From owner-freebsd-hackers  Tue Oct 31  1:54:49 2000
Delivered-To: freebsd-hackers@freebsd.org
Received: from smtp03.primenet.com (smtp03.primenet.com [206.165.6.133])
	by hub.freebsd.org (Postfix) with ESMTP id 73DED37B4C5
	for <freebsd-hackers@FreeBSD.ORG>; Tue, 31 Oct 2000 01:54:45 -0800 (PST)
Received: (from daemon@localhost)
	by smtp03.primenet.com (8.9.3/8.9.3) id CAA14655;
	Tue, 31 Oct 2000 02:52:56 -0700 (MST)
Received: from usr02.primenet.com(206.165.6.202)
 via SMTP by smtp03.primenet.com, id smtpdAAANQaGFC; Tue Oct 31 02:52:45 2000
Received: (from tlambert@localhost)
	by usr02.primenet.com (8.8.5/8.8.5) id CAA29192;
	Tue, 31 Oct 2000 02:54:23 -0700 (MST)
From: Terry Lambert <tlambert@primenet.com>
Message-Id: <200010310954.CAA29192@usr02.primenet.com>
Subject: Re: dir-listing bug in linux-emulation
To: peter.edwards@openet-telecom.com (Peter Edwards)
Date: Tue, 31 Oct 2000 09:54:23 +0000 (GMT)
Cc: tpnelson@echidna.stu.cowan.edu.au (Trent Nelson),
	d.d.v.deijk@student.tue.nl (David van Deijk),
	freebsd-hackers@FreeBSD.ORG
In-Reply-To: <39FAF500.526FFD69@openet-telecom.com> from "Peter Edwards" at Oct 28, 2000 04:47:12 PM
X-Mailer: ELM [version 2.5 PL2]
MIME-Version: 1.0
Content-Type: text/plain; charset=us-ascii
Content-Transfer-Encoding: 7bit
Sender: owner-freebsd-hackers@FreeBSD.ORG
Precedence: bulk
X-Loop: FreeBSD.ORG

> Hi,
> Here's a patch that fixes the problem for me. can someone review and
> possibly commit it?
> 
> Here's my understanding:
> 
> The data returned by VOP_READDIR is not neccessarily the same as that
> consumed from the directory vnode.
> 
> linux_getdents fills in a "doff" field in the linux_dirent structure
> using the offset from the start of the read data rather than the offset
> in the directory vnode that produced that directory entry.
> 
> Then, rather than continuing where it left off, the linux "ls" command
> uses this as an offset to seek to before the next time it calls
> linux_getdents, (actually seeking back over data it's already read, for
> some reason).

This is standard incremental backoff behaviour.
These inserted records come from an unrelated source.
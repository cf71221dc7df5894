//! Tracing setup. The terminal belongs to the UI, so logs go to a file.

use std::fs::OpenOptions;
use std::sync::Mutex;

use tracing_subscriber::{
    prelude::__tracing_subscriber_SubscriberExt, util::SubscriberInitExt, EnvFilter,
};

use crate::config::LogConfig;
use crate::error::AppError;

/// Install the global subscriber. Returns `false` when logging is disabled.
///
/// `RUST_LOG` takes precedence over the configured filter.
pub fn init(cfg: &LogConfig) -> Result<bool, AppError> {
    let Some(path) = &cfg.file else {
        return Ok(false);
    };

    let file = OpenOptions::new()
        .create(true)
        .append(true)
        .open(path)
        .map_err(|source| AppError::LogFile { path: path.clone(), source })?;

    tracing_subscriber::registry()
        .with(
            tracing_subscriber::fmt::layer()
                .with_ansi(false)
                .with_writer(Mutex::new(file)),
        )
        .with(filter(&cfg.filter))
        .try_init()
        .map_err(|e| AppError::Subscriber(e.to_string()))?;

    Ok(true)
}

fn filter(configured: &str) -> EnvFilter {
    EnvFilter::try_from_default_env()
        .or_else(|_| EnvFilter::try_new(configured))
        .unwrap_or_else(|_| EnvFilter::new("scramble=info"))
}
//! Game: one session plus its store and random source.
//!
//! Every command that changes the session writes the full snapshot.
//! A new game clears the stored record instead, so an abandoned session
//! is never resurrected. Write failures are logged and play continues.

use tracing::{debug, info, warn};

use crate::domain::rng::GameRng;
use crate::sim::event::GameEvent;
use crate::sim::save::SessionStore;
use crate::sim::session::{GameSession, SessionView};

pub struct Game<S: SessionStore> {
    session: GameSession,
    store: S,
    rng: GameRng,
    resumed: bool,
}

impl<S: SessionStore> Game<S> {
    /// Resume the stored session, or start a new one if there is none.
    pub fn launch(store: S, rng: GameRng) -> Self {
        match store.load() {
            Some(snap) => {
                let session = GameSession::from_snapshot(snap);
                info!(
                    points = session.points(),
                    strikes = session.strikes(),
                    words_left = session.remaining_words().count(),
                    passes = session.passes_remaining(),
                    over = session.is_over(),
                    "resumed saved session"
                );
                Game { session, store, rng, resumed: true }
            }
            None => {
                let mut rng = rng;
                let session = GameSession::start_new_game(&mut rng);
                let mut game = Game { session, store, rng, resumed: false };
                game.forget();
                info!(seed = game.rng.seed(), "started new session");
                game
            }
        }
    }

    /// Was this game restored from a saved session?
    pub fn resumed(&self) -> bool {
        self.resumed
    }

    pub fn view(&self) -> SessionView {
        self.session.view()
    }

    #[cfg(test)]
    pub fn session(&self) -> &GameSession {
        &self.session
    }

    #[cfg(test)]
    pub fn store(&self) -> &S {
        &self.store
    }

    // ── Commands ──

    /// Discard the current session (finished or not) and deal a fresh one.
    pub fn new_game(&mut self) -> SessionView {
        self.session = GameSession::start_new_game(&mut self.rng);
        self.resumed = false;
        self.forget();
        info!("started new session");
        debug!(word = self.session.current_word(), "first word");
        self.view()
    }

    pub fn submit_guess(&mut self, text: &str) -> (Vec<GameEvent>, SessionView) {
        let events = self.session.submit_guess(text, &mut self.rng);
        self.after(&events);
        (events, self.view())
    }

    pub fn pass(&mut self) -> (Vec<GameEvent>, SessionView) {
        let events = self.session.pass(&mut self.rng);
        self.after(&events);
        (events, self.view())
    }

    // ── Internal ──

    fn after(&mut self, events: &[GameEvent]) {
        if events.is_empty() {
            debug!("command ignored");
            return;
        }
        for event in events {
            log_event(event);
        }
        if events.iter().any(GameEvent::ends_game) {
            info!(
                phase = ?self.session.phase(),
                points = self.session.points(),
                strikes = self.session.strikes(),
                "session over"
            );
        }
        self.persist();
    }

    fn persist(&mut self) {
        let snap = self.session.snapshot();
        if let Err(e) = self.store.save(&snap) {
            warn!(error = %e, "could not save session");
        }
    }

    fn forget(&mut self) {
        if let Err(e) = self.store.clear() {
            warn!(error = %e, "could not clear saved session");
        }
    }
}

fn log_event(event: &GameEvent) {
    match event {
        GameEvent::Solved { word, points } => debug!(%word, points, "solved"),
        GameEvent::Missed { strikes } => debug!(strikes, "missed"),
        GameEvent::Skipped { word, passes_remaining } => debug!(%word, passes_remaining, "skipped"),
        GameEvent::NextWord => debug!("next word"),
        GameEvent::Won { points } => debug!(points, "finished all words"),
        GameEvent::Lost { points } => debug!(points, "out of strikes"),
    }
}
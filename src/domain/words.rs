//! Word list and session limits.

/// Candidate words. Shuffled before every new game, so order is irrelevant.
pub const WORDS: &[&str] = &[
    "mockup", "layout", "design", "canvas", "pixels",
    "border", "circle", "shadow", "button", "vector",
];

/// Wrong guesses allowed before the session is lost.
pub const MAX_STRIKES: u32 = 3;

/// Words the player may skip per session.
pub const MAX_PASSES: u32 = 3;
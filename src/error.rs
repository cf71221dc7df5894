//! Error types. Core commands are total; only I/O can fail.

use std::io;
use std::path::PathBuf;

use thiserror::Error;

#[derive(Debug, Error)]
pub enum StoreError {
    #[error("session file {}: {source}", .path.display())]
    Io {
        path: PathBuf,
        #[source]
        source: io::Error,
    },
    #[error("could not encode session snapshot: {0}")]
    Encode(#[from] serde_json::Error),
}

#[derive(Debug, Error)]
pub enum AppError {
    #[error("terminal error: {0}")]
    Terminal(#[from] io::Error),
    #[error("could not open log file {}: {source}", .path.display())]
    LogFile {
        path: PathBuf,
        #[source]
        source: io::Error,
    },
    #[error("could not install log subscriber: {0}")]
    Subscriber(String),
}
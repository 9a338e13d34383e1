pub mod engine;
pub mod feed;
pub mod fired;
pub mod inbox;
pub mod model;
pub mod routing;
pub mod settings;
pub mod triggers;
pub mod watcher;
When you get directory data out of a directory using getdents(2),
you pass it a buffer to copy data out into.

The way this works is that the data is externalized in a format
thats documented in dirent.h; this happens to match that of the
struct direct in /sys/ufs/ufs/dir.h; for Linux, this is not
true.

Because the directory entries are translated on copyout for the
Linux programs so that they see their native format, that means
you can end up with more or less entries copied out, depending
on the relative size of the on disk directory entry, and the
Linux representation.

Generally, I think the Linux stuff is actually smaller or the
same size.  If so, then there's only a problem when the return
buffer is smaller than 512b.

Now here's the problem.  It seems that a partial directory block
is being scanned and copied out.  What this means is that it's
going to want to restart the scan.  Since the directory entry
blocks copied to user space are just "snapshots", and another
process could go in and change the block so that it was different
from the copy, the code doesn't trust that that's not happened,
when it's asked to seek to a non-directory entry block aligned
boundary.

So what it's supposed to do in the incremental backoff strategy,
is to back off to the start of the partial block, and read forward,
to verify that the boundary is actually the start of a valid
directory entry block.  It had to do this, since if the file that
was there was deleted, the deletion would have been accomplished
by adding the entry to the actual allocation size of the record
immediately prior to it.  So all it's trying to do is ensure that
the record will be valid, rather than being a phantom of a now
deleted file.  This is actually a little more complicated, since
the block may also have been coalesced since the last time the
process read it.  If that's happened (due to an allocation of an
entry after the coelesce space), then the correct action is to
read the entry one back, and return it, since it was coelesced
back from the end.  Worst case, this will result in a duplicate
display entry; it's the job of the user space program to do the
duplicate elimination.


Really, it would probably be most correct to "short change" the
caller on the entries returned, and use only precisely increments
of even directory entry blocks.  This will eliminate the restart
problem, unless the Linux program calling the getdents() gives
you too small a buffer -- this is unlikely, since the minimum it
is required to give you is enough to return one record with the
largest possible name, plus other returned directory data, like
the inode number, flags, and so on, which live in the entry.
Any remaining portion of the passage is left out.